The emergency room of the Senneterre Health Centre, in Abitibi-Témiscamingue, reopened its doors full time at 8 a.m. Monday.

Since Oct. 18, it was closed 16 hours a day, from 4 p.m. to 8 a.m. the next day due to a lack of nursing staff.

Senneterre Mayor Nathalie Ann Pelchat confirmed a few days ago that at least three nurses would be arriving as reinforcements so that the ER could serve the population full-time.

A few weeks after the partial closure of the service, the relatives of a 60-year-old man claimed that the break in service played a role in his death.

Richard Genest was suffering unbearable chest pain on Nov. 29 and had to call the ambulance because he could not get to the Senneterre emergency room.

However, at the time of the call, the only ambulance serving Senneterre was already on its way to Val-d'Or. Therefore a Barraute ambulance, about 30 km away, had to come and get the 65-year-old man.

According to his son Miguel Genest, the man waited for an hour and a half before the ambulance arrived. He was transported to Val-d'Or, more than 60 kilometres southwest of Senneterre. Miguel Genest then received a call from a Val-d'Or doctor telling him that his father should have been directed to the Amos Hospital, where he was finally transported, 70 kilometres from Val-d'Or.

Richard Genest died in the elevator that took him to the operating room in Amos.

In a letter sent shortly thereafter to Health Minister Christian Dubé, Pelchat said that if Richard Genest had been able to see a doctor in Senneterre, he would have identified the urgency of the situation.

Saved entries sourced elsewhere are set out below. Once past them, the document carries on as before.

use std::time::Duration;

use backoff::{exponential::ExponentialBackoffBuilder, ExponentialBackoff};
use blink_common::models::{action::DEFAULT_LIVE_DATA_DELAY, trust::SecurityLevel};

/// Retry policy for idempotent requests (descriptor and registry fetches).
///
/// Component POSTs are never retried whatever this says.
#[non_exhaustive]
#[derive(Clone, Debug)]
pub enum RetryConfiguration {
    NoRetry,
    Exponential(ExponentialRetryConfiguration),
}

impl Default for RetryConfiguration {
    fn default() -> Self {
        RetryConfiguration::exponential(
            Duration::from_millis(250),
            // increase backoff time by 75% each failure
            1.75,
            Duration::from_secs(10),
            // if all retries take longer than 30s, give up
            Some(Duration::from_secs(30)),
        )
    }
}

impl RetryConfiguration {
    pub fn exponential(
        initial_interval: Duration,
        multiplier: f64,
        max_interval: Duration,
        max_elapsed_time: Option<Duration>,
    ) -> Self {
        RetryConfiguration::Exponential(ExponentialRetryConfiguration::new(
            initial_interval,
            multiplier,
            max_interval,
            max_elapsed_time,
        ))
    }

    pub(crate) fn backoff_policy(&self) -> ExponentialBackoff {
        match self {
            // A zero elapsed budget makes the first failure permanent.
            RetryConfiguration::NoRetry => ExponentialBackoffBuilder::new()
                .with_max_elapsed_time(Some(Duration::ZERO))
                .build(),
            RetryConfiguration::Exponential(config) => ExponentialBackoffBuilder::new()
                .with_initial_interval(config.initial_interval)
                .with_multiplier(config.multiplier)
                .with_max_interval(config.max_interval)
                .with_max_elapsed_time(config.max_elapsed_time)
                .build(),
        }
    }
}

#[derive(Clone, Debug)]
pub struct ExponentialRetryConfiguration {
    initial_interval: Duration,
    multiplier: f64,
    max_interval: Duration,
    max_elapsed_time: Option<Duration>,
}

impl ExponentialRetryConfiguration {
    pub fn new(
        initial_interval: Duration,
        multiplier: f64,
        max_interval: Duration,
        max_elapsed_time: Option<Duration>,
    ) -> Self {
        Self { initial_interval, multiplier, max_interval, max_elapsed_time }
    }

    pub fn initial_interval(&self) -> Duration {
        self.initial_interval
    }

    pub fn multiplier(&self) -> f64 {
        self.multiplier
    }

    pub fn max_interval(&self) -> Duration {
        self.max_interval
    }

    pub fn max_elapsed_time(&self) -> Option<Duration> {
        self.max_elapsed_time
    }
}

/// Settings of one [`crate::session::ActionSession`].
#[derive(Clone, Debug)]
pub struct SessionConfig {
    security_level: SecurityLevel,
    live_data_delay: Duration,
}

impl Default for SessionConfig {
    fn default() -> Self {
        Self { security_level: SecurityLevel::default(), live_data_delay: DEFAULT_LIVE_DATA_DELAY }
    }
}

impl SessionConfig {
    pub fn new() -> Self {
        Self::default()
    }

    /// Which trust verdicts may execute without a user override (default: only trusted).
    pub fn security_level(mut self, security_level: SecurityLevel) -> Self {
        self.security_level = security_level;
        self
    }

    /// Polling interval for live actions that do not declare one (default: 1s).
    pub fn live_data_delay(mut self, delay: Duration) -> Self {
        self.live_data_delay = delay;
        self
    }

    pub fn get_security_level(&self) -> SecurityLevel {
        self.security_level
    }

    pub fn get_live_data_delay(&self) -> Duration {
        self.live_data_delay
    }
}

There was no cardiologist at the Val-d'Or hospital where he was first taken, according to what the local doctor confirmed to the victim's son.

At the time the emergency room's closure was announced from 4 p.m. to 8 a.m., Dubé said that the situation was temporary.

Abitibi-Témiscamingue CISSS CEO Caroline Roy said that the closure of the Senneterre emergency room was not a factor in the death of Richard Genest.

The Quebec Coroner's Office has opened an inquiry into his death.